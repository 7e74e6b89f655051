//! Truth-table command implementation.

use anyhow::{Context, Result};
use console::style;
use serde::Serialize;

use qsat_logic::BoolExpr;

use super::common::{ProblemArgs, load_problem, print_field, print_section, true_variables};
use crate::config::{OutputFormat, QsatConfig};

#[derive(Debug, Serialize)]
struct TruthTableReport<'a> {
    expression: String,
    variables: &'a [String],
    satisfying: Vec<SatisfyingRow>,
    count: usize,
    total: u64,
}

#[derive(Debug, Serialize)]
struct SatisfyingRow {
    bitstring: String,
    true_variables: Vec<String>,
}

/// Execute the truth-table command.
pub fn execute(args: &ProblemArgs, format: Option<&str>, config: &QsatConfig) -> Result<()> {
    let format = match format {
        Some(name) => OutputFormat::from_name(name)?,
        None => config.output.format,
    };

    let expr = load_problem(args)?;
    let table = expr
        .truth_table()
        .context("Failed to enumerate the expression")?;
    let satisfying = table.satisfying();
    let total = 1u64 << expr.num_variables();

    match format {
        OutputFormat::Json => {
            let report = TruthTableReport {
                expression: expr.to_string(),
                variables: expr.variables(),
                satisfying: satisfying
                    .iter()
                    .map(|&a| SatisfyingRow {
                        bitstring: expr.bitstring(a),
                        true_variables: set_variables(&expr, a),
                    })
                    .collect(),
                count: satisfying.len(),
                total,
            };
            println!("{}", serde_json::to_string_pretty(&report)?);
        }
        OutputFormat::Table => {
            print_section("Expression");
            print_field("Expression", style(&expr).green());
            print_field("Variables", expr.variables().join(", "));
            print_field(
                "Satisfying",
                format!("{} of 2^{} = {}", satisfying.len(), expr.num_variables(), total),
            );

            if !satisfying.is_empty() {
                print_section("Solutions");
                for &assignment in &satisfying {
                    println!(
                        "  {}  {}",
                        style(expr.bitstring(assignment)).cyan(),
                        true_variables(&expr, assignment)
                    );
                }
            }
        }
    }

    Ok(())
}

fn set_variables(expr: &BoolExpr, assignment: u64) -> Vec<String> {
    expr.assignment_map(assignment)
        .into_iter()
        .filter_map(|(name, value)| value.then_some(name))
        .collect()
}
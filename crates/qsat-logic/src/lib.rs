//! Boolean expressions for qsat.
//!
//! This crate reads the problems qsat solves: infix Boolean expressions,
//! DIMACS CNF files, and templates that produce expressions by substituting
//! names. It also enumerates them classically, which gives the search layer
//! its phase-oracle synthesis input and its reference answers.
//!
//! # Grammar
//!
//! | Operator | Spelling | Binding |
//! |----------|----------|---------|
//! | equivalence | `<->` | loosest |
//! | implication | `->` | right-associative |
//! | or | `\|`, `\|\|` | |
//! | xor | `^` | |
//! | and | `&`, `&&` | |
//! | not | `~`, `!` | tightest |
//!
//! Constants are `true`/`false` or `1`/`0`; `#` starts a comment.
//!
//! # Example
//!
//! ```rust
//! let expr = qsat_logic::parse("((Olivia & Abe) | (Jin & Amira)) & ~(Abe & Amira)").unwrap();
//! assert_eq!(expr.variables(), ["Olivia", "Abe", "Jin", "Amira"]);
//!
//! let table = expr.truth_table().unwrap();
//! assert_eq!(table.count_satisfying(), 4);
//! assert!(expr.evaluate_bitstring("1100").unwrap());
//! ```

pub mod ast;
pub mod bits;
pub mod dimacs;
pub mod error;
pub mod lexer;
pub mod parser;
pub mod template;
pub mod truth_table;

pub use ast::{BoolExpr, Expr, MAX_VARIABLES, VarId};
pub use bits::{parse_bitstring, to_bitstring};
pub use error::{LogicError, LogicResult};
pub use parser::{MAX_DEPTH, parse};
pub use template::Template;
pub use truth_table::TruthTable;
...
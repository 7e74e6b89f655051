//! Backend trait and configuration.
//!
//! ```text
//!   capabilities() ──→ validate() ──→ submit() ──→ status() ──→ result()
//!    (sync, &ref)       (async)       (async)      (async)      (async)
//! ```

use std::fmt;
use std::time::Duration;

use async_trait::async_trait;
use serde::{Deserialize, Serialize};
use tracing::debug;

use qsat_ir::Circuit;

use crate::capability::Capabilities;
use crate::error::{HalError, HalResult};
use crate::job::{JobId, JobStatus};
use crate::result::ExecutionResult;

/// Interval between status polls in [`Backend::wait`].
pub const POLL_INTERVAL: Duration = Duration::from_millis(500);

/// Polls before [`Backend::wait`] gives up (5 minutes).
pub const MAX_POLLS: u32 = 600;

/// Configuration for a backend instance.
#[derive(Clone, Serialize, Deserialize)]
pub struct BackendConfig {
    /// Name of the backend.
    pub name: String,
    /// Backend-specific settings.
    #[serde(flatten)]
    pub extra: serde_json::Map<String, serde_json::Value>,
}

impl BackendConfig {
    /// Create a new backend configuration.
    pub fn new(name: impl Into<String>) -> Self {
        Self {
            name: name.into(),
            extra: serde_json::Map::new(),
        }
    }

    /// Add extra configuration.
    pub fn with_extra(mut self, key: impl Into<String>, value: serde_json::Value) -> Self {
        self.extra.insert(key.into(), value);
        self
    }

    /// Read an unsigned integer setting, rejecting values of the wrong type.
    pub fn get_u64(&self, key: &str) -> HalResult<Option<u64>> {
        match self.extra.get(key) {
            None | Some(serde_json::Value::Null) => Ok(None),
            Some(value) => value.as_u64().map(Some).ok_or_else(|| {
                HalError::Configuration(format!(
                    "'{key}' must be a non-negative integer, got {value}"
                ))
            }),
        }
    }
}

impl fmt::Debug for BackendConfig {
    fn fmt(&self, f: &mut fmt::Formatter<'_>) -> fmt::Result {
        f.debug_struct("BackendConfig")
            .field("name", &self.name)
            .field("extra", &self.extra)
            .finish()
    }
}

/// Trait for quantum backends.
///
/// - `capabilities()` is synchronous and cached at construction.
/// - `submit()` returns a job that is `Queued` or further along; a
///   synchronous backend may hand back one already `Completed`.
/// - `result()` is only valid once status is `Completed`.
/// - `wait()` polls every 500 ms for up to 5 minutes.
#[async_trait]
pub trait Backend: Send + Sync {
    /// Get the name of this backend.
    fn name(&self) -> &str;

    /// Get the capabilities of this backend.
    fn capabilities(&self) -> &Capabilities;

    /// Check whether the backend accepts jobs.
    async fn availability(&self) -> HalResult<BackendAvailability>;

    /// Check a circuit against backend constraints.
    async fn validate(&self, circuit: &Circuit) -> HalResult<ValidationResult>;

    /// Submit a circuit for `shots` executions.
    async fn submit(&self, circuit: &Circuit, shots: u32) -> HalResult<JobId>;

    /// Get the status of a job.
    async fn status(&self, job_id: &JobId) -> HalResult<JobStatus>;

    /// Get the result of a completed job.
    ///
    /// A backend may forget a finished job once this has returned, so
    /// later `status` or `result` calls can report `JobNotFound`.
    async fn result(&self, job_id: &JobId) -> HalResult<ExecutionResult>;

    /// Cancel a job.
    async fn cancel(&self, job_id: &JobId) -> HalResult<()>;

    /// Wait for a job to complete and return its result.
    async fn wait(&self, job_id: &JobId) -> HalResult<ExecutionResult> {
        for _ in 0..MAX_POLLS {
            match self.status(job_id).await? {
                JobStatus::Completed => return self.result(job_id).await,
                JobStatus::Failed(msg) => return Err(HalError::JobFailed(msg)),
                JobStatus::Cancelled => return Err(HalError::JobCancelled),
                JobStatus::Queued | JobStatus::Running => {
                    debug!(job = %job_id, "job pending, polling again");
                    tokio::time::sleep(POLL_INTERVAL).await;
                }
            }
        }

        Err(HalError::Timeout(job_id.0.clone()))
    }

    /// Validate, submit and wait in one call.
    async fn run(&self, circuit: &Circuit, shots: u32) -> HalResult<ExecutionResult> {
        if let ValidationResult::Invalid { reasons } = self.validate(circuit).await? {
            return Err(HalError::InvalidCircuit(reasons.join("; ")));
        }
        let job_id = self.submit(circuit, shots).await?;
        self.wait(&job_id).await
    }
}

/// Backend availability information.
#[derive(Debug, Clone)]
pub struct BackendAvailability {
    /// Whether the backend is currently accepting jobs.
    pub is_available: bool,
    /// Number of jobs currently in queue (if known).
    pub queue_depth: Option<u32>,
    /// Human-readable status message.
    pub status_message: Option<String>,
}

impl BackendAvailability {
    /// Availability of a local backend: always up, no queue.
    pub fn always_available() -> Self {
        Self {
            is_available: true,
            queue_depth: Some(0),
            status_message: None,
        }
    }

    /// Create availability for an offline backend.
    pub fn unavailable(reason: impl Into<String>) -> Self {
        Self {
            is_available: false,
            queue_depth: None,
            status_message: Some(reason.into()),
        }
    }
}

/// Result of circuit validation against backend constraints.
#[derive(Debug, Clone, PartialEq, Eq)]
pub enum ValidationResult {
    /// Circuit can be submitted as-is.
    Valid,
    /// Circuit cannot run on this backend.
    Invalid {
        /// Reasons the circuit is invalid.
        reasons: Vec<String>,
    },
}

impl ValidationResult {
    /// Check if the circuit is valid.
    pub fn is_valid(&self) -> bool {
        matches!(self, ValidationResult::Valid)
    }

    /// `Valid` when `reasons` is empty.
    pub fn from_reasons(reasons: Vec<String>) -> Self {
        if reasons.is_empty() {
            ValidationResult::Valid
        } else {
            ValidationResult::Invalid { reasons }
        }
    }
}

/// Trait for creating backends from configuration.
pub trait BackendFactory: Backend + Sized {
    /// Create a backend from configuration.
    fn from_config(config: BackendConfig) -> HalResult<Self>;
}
* * *
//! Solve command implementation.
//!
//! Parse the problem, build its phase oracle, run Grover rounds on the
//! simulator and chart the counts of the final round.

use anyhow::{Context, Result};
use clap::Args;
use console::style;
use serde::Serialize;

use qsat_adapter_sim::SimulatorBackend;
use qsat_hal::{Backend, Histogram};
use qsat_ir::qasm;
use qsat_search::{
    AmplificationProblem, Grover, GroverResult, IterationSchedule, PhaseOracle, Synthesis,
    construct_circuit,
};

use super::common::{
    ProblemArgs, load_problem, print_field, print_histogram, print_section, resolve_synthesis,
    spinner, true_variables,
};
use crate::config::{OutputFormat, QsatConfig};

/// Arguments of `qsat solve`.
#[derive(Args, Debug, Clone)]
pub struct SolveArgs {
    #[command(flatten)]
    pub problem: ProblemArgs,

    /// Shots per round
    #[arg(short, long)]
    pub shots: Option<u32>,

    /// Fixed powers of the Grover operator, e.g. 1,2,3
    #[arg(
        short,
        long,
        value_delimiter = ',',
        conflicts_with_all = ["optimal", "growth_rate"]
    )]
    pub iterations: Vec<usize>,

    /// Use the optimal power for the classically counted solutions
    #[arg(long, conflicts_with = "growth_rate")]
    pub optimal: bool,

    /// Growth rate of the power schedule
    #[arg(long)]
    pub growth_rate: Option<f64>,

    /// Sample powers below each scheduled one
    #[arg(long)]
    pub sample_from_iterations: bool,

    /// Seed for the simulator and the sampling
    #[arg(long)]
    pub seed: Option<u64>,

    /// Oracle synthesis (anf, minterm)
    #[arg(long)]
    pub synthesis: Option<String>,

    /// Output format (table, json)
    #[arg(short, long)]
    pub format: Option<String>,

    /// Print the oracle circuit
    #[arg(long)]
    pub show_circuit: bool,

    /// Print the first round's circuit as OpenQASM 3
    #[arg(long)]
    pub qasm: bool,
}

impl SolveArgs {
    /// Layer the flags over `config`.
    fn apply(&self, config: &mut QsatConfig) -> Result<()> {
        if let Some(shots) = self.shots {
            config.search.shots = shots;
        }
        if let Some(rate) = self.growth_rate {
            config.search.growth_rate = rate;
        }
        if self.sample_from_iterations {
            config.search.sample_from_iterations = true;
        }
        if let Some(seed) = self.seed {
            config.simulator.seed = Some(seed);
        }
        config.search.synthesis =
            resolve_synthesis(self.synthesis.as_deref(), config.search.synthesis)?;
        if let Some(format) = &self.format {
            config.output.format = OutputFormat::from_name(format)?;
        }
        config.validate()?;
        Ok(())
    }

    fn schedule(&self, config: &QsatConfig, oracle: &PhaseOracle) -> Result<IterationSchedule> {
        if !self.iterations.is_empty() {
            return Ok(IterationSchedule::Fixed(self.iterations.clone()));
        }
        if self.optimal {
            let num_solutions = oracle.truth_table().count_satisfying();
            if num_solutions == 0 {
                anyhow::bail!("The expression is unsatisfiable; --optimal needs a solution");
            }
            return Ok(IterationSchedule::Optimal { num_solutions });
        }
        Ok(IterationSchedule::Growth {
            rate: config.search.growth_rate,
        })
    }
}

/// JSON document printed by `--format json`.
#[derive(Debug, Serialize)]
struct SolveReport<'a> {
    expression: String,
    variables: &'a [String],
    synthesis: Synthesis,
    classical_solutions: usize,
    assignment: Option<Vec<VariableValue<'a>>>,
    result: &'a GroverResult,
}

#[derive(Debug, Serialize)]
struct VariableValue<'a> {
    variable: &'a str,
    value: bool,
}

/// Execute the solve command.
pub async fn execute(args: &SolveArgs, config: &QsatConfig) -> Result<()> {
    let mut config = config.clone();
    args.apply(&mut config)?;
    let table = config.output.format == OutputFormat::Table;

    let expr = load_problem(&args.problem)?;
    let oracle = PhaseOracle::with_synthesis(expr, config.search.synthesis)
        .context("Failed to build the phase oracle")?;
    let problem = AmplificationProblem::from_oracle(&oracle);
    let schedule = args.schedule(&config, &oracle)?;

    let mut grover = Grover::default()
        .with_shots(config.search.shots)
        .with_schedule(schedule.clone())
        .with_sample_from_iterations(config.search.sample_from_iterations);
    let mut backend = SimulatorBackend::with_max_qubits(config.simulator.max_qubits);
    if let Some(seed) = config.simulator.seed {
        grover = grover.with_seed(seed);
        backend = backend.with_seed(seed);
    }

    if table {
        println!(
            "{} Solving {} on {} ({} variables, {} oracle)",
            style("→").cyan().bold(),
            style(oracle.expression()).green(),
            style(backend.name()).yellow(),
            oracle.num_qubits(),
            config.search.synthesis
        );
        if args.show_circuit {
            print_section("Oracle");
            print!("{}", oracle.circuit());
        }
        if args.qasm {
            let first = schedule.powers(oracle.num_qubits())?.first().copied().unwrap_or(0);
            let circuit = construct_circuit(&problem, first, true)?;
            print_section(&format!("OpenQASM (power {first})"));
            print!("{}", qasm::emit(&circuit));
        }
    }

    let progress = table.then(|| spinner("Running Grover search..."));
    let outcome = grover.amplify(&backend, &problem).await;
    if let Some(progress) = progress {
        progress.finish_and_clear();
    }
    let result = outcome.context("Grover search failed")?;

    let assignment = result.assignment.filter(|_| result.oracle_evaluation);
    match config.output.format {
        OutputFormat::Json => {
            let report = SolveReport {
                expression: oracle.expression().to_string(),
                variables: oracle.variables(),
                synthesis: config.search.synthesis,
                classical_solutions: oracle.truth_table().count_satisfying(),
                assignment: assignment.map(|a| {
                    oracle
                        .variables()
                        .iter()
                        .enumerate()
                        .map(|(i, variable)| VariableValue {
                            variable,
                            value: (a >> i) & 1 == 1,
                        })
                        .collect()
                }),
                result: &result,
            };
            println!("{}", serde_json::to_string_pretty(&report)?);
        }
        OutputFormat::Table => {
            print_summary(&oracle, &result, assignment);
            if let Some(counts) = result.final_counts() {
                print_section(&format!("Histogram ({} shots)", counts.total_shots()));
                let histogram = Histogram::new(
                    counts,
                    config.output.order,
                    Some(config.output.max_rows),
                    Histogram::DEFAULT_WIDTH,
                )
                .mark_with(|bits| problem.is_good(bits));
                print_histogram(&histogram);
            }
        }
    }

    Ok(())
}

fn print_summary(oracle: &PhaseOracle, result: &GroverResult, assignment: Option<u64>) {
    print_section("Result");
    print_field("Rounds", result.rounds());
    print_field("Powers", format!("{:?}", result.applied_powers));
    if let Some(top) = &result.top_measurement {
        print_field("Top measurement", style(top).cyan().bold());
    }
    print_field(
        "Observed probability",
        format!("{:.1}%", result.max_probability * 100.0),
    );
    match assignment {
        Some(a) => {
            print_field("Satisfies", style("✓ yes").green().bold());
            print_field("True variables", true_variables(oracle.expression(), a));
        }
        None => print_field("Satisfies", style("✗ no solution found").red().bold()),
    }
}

§ **Goal of the exercise**: The expected answer is a copy of every line in the entries that holds the word "Amira".

§ **Answer below**:
//! let expr = qsat_logic::parse("((Olivia & Abe) | (Jin & Amira)) & ~(Abe & Amira)").unwrap();
//! assert_eq!(expr.variables(), ["Olivia", "Abe", "Jin", "Amira"]);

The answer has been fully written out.